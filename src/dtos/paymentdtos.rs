// dtos/paymentdtos.rs
use serde::{Deserialize, Serialize};
use uuid::Uuid;
use validator::Validate;

#[derive(Debug, Clone, Serialize, Deserialize, Validate)]
pub struct CreatePaymentRequest {
    pub offer_id: Uuid,

    #[validate(length(min = 1, max = 50, message = "Payment method is required"))]
    pub payment_method: String,

    #[validate(length(max = 100, message = "Customer name must be at most 100 characters"))]
    pub customer_name: Option<String>,

    #[validate(email(message = "Customer email must be a valid email"))]
    pub customer_email: Option<String>,
}

#[derive(Debug, Clone, Serialize, Deserialize)]
pub struct CreatePaymentResponse {
    pub checkout_url: String,
    pub reference: String,
    pub merchant_ref: String,
    pub amount: i64,
    pub fee: i64,
    pub total_amount: i64,
}

/// Body the gateway posts to the callback endpoint.
#[derive(Debug, Clone, Serialize, Deserialize)]
pub struct PaymentCallbackPayload {
    pub reference: String,
    pub merchant_ref: String,
    #[serde(default)]
    pub payment_method: String,
    #[serde(default)]
    pub payment_method_code: String,
    #[serde(default)]
    pub total_amount: i64,
    #[serde(default)]
    pub fee_merchant: i64,
    #[serde(default)]
    pub fee_customer: i64,
    #[serde(default)]
    pub total_fee: i64,
    #[serde(default)]
    pub amount_received: i64,
    pub status: String,
    /// Unix seconds, 0 when unset.
    #[serde(default)]
    pub paid_at: i64,
    #[serde(default)]
    pub note: Option<String>,
}

#[derive(Debug, Clone, Serialize, Deserialize)]
pub struct CallbackAck {
    pub success: bool,
}
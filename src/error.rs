use std::fmt;

use axum::{
    http::StatusCode,
    response::{IntoResponse, Response},
    Json,
};
use serde::{Deserialize, Serialize};

#[derive(Debug, Serialize, Deserialize)]
pub struct ErrorResponse {
    pub status: String,
    pub message: String,
}

impl fmt::Display for ErrorResponse {
    fn fmt(&self, f: &mut fmt::Formatter<'_>) -> fmt::Result {
        write!(f, "{}", serde_json::to_string(&self).map_err(|_| fmt::Error)?)
    }
}

#[derive(Debug, PartialEq)]
pub enum ErrorMessage {
    ServerError,
    TokenNotProvided,
    InvalidToken,
    UserNotAuthenticated,
    PermissionDenied,
    InvalidSignature,
    MissingSignature,
}

impl fmt::Display for ErrorMessage {
    fn fmt(&self, f: &mut fmt::Formatter<'_>) -> fmt::Result {
        f.write_str(self.to_str())
    }
}

impl ErrorMessage {
    fn to_str(&self) -> &'static str {
        match self {
            ErrorMessage::ServerError => "Server Error. Please try again later",
            ErrorMessage::TokenNotProvided => "You are not logged in, please provide a token",
            ErrorMessage::InvalidToken => "Authentication token is invalid or expired",
            ErrorMessage::UserNotAuthenticated => "Authentication required. Please log in.",
            ErrorMessage::PermissionDenied => "You are not allowed to perform this action",
            ErrorMessage::InvalidSignature => "Invalid signature",
            ErrorMessage::MissingSignature => "Missing signature",
        }
    }
}

#[derive(Debug, Clone)]
pub struct HttpError {
    pub message: String,
    pub status: StatusCode,
}

impl HttpError {
    pub fn new(message: impl Into<String>, status: StatusCode) -> Self {
        HttpError {
            message: message.into(),
            status,
        }
    }

    pub fn server_error(message: impl Into<String>) -> Self {
        HttpError::new(message, StatusCode::INTERNAL_SERVER_ERROR)
    }

    pub fn bad_request(message: impl Into<String>) -> Self {
        HttpError::new(message, StatusCode::BAD_REQUEST)
    }

    pub fn unauthorized(message: impl Into<String>) -> Self {
        HttpError::new(message, StatusCode::UNAUTHORIZED)
    }

    pub fn forbidden(message: impl Into<String>) -> Self {
        HttpError::new(message, StatusCode::FORBIDDEN)
    }

    pub fn not_found(message: impl Into<String>) -> Self {
        HttpError::new(message, StatusCode::NOT_FOUND)
    }

    pub fn conflict(message: impl Into<String>) -> Self {
        HttpError::new(message, StatusCode::CONFLICT)
    }

    pub fn payment_required(message: impl Into<String>) -> Self {
        HttpError::new(message, StatusCode::PAYMENT_REQUIRED)
    }

    pub fn bad_gateway(message: impl Into<String>) -> Self {
        HttpError::new(message, StatusCode::BAD_GATEWAY)
    }

    pub fn into_http_response(self) -> Response {
        let json_response = Json(ErrorResponse {
            status: "fail".to_string(),
            message: self.message.clone(),
        });

        (self.status, json_response).into_response()
    }
}

impl fmt::Display for HttpError {
    fn fmt(&self, f: &mut fmt::Formatter<'_>) -> fmt::Result {
        write!(
            f,
            "HttpError: message: {}, status: {}",
            self.message, self.status
        )
    }
}

impl std::error::Error for HttpError {}

impl IntoResponse for HttpError {
    fn into_response(self) -> Response {
        self.into_http_response()
    }
}

#[cfg(test)]
mod tests {
    use super::*;

    #[test]
    fn test_constructors_set_status() {
        assert_eq!(HttpError::bad_request("x").status, StatusCode::BAD_REQUEST);
        assert_eq!(HttpError::forbidden("x").status, StatusCode::FORBIDDEN);
        assert_eq!(HttpError::conflict("x").status, StatusCode::CONFLICT);
        assert_eq!(HttpError::bad_gateway("x").status, StatusCode::BAD_GATEWAY);
    }

    #[test]
    fn test_into_response_keeps_status() {
        let response = HttpError::not_found("Offer not found").into_response();
        assert_eq!(response.status(), StatusCode::NOT_FOUND);
    }
}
######
### Work instructions
Each of the entries above should be written out again exactly.

### Response to this exercise
filename src/dtos/paymentdtos.rs
// dtos/paymentdtos.rs
use serde::{Deserialize, Serialize};
use uuid::Uuid;
use validator::Validate;

#[derive(Debug, Clone, Serialize, Deserialize, Validate)]
pub struct CreatePaymentRequest {
    pub offer_id: Uuid,

    #[validate(length(min = 1, max = 50, message = "Payment method is required"))]
    pub payment_method: String,

    #[validate(length(max = 100, message = "Customer name must be at most 100 characters"))]
    pub customer_name: Option<String>,

    #[validate(email(message = "Customer email must be a valid email"))]
    pub customer_email: Option<String>,
}

#[derive(Debug, Clone, Serialize, Deserialize)]
pub struct CreatePaymentResponse {
    pub checkout_url: String,
    pub reference: String,
    pub merchant_ref: String,
    pub amount: i64,
    pub fee: i64,
    pub total_amount: i64,
}

/// Body the gateway posts to the callback endpoint.
#[derive(Debug, Clone, Serialize, Deserialize)]
pub struct PaymentCallbackPayload {
    pub reference: String,
    pub merchant_ref: String,
    #[serde(default)]
    pub payment_method: String,
    #[serde(default)]
    pub payment_method_code: String,
    #[serde(default)]
    pub total_amount: i64,
    #[serde(default)]
    pub fee_merchant: i64,
    #[serde(default)]
    pub fee_customer: i64,
    #[serde(default)]
    pub total_fee: i64,
    #[serde(default)]
    pub amount_received: i64,
    pub status: String,
    /// Unix seconds, 0 when unset.
    #[serde(default)]
    pub paid_at: i64,
    #[serde(default)]
    pub note: Option<String>,
}

#[derive(Debug, Clone, Serialize, Deserialize)]
pub struct CallbackAck {
    pub success: bool,
}
filename src/error.rs
use std::fmt;

use axum::{
    http::StatusCode,
    response::{IntoResponse, Response},
    Json,
};
use serde::{Deserialize, Serialize};

#[derive(Debug, Serialize, Deserialize)]
pub struct ErrorResponse {
    pub status: String,
    pub message: String,
}

impl fmt::Display for ErrorResponse {
    fn fmt(&self, f: &mut fmt::Formatter<'_>) -> fmt::Result {
        write!(f, "{}", serde_json::to_string(&self).map_err(|_| fmt::Error)?)
    }
}

#[derive(Debug, PartialEq)]
pub enum ErrorMessage {
    ServerError,
    TokenNotProvided,
    InvalidToken,
    UserNotAuthenticated,
    PermissionDenied,
    InvalidSignature,
    MissingSignature,
}

impl fmt::Display for ErrorMessage {
    fn fmt(&self, f: &mut fmt::Formatter<'_>) -> fmt::Result {
        f.write_str(self.to_str())
    }
}

impl ErrorMessage {
    fn to_str(&self) -> &'static str {
        match self {
            ErrorMessage::ServerError => "Server Error. Please try again later",
            ErrorMessage::TokenNotProvided => "You are not logged in, please provide a token",
            ErrorMessage::InvalidToken => "Authentication token is invalid or expired",
            ErrorMessage::UserNotAuthenticated => "Authentication required. Please log in.",
            ErrorMessage::PermissionDenied => "You are not allowed to perform this action",
            ErrorMessage::InvalidSignature => "Invalid signature",
            ErrorMessage::MissingSignature => "Missing signature",
        }
    }
}

#[derive(Debug, Clone)]
pub struct HttpError {
    pub message: String,
    pub status: StatusCode,
}

impl HttpError {
    pub fn new(message: impl Into<String>, status: StatusCode) -> Self {
        HttpError {
            message: message.into(),
            status,
        }
    }

    pub fn server_error(message: impl Into<String>) -> Self {
        HttpError::new(message, StatusCode::INTERNAL_SERVER_ERROR)
    }

    pub fn bad_request(message: impl Into<String>) -> Self {
        HttpError::new(message, StatusCode::BAD_REQUEST)
    }

    pub fn unauthorized(message: impl Into<String>) -> Self {
        HttpError::new(message, StatusCode::UNAUTHORIZED)
    }

    pub fn forbidden(message: impl Into<String>) -> Self {
        HttpError::new(message, StatusCode::FORBIDDEN)
    }

    pub fn not_found(message: impl Into<String>) -> Self {
        HttpError::new(message, StatusCode::NOT_FOUND)
    }

    pub fn conflict(message: impl Into<String>) -> Self {
        HttpError::new(message, StatusCode::CONFLICT)
    }

    pub fn payment_required(message: impl Into<String>) -> Self {
        HttpError::new(message, StatusCode::PAYMENT_REQUIRED)
    }

    pub fn bad_gateway(message: impl Into<String>) -> Self {
        HttpError::new(message, StatusCode::BAD_GATEWAY)
    }

    pub fn into_http_response(self) -> Response {
        let json_response = Json(ErrorResponse {
            status: "fail".to_string(),
            message: self.message.clone(),
        });

        (self.status, json_response).into_response()
    }
}

impl fmt::Display for HttpError {
    fn fmt(&self, f: &mut fmt::Formatter<'_>) -> fmt::Result {
        write!(
            f,
            "HttpError: message: {}, status: {}",
            self.message, self.status
        )
    }
}

impl std::error::Error for HttpError {}

impl IntoResponse for HttpError {
    fn into_response(self) -> Response {
        self.into_http_response()
    }
}

#[cfg(test)]
mod tests {
    use super::*;

    #[test]
    fn test_constructors_set_status() {
        assert_eq!(HttpError::bad_request("x").status, StatusCode::BAD_REQUEST);
        assert_eq!(HttpError::forbidden("x").status, StatusCode::FORBIDDEN);
        assert_eq!(HttpError::conflict("x").status, StatusCode::CONFLICT);
        assert_eq!(HttpError::bad_gateway("x").status, StatusCode::BAD_GATEWAY);
    }

    #[test]
    fn test_into_response_keeps_status() {
        let response = HttpError::not_found("Offer not found").into_response();
        assert_eq!(response.status(), StatusCode::NOT_FOUND);
    }
}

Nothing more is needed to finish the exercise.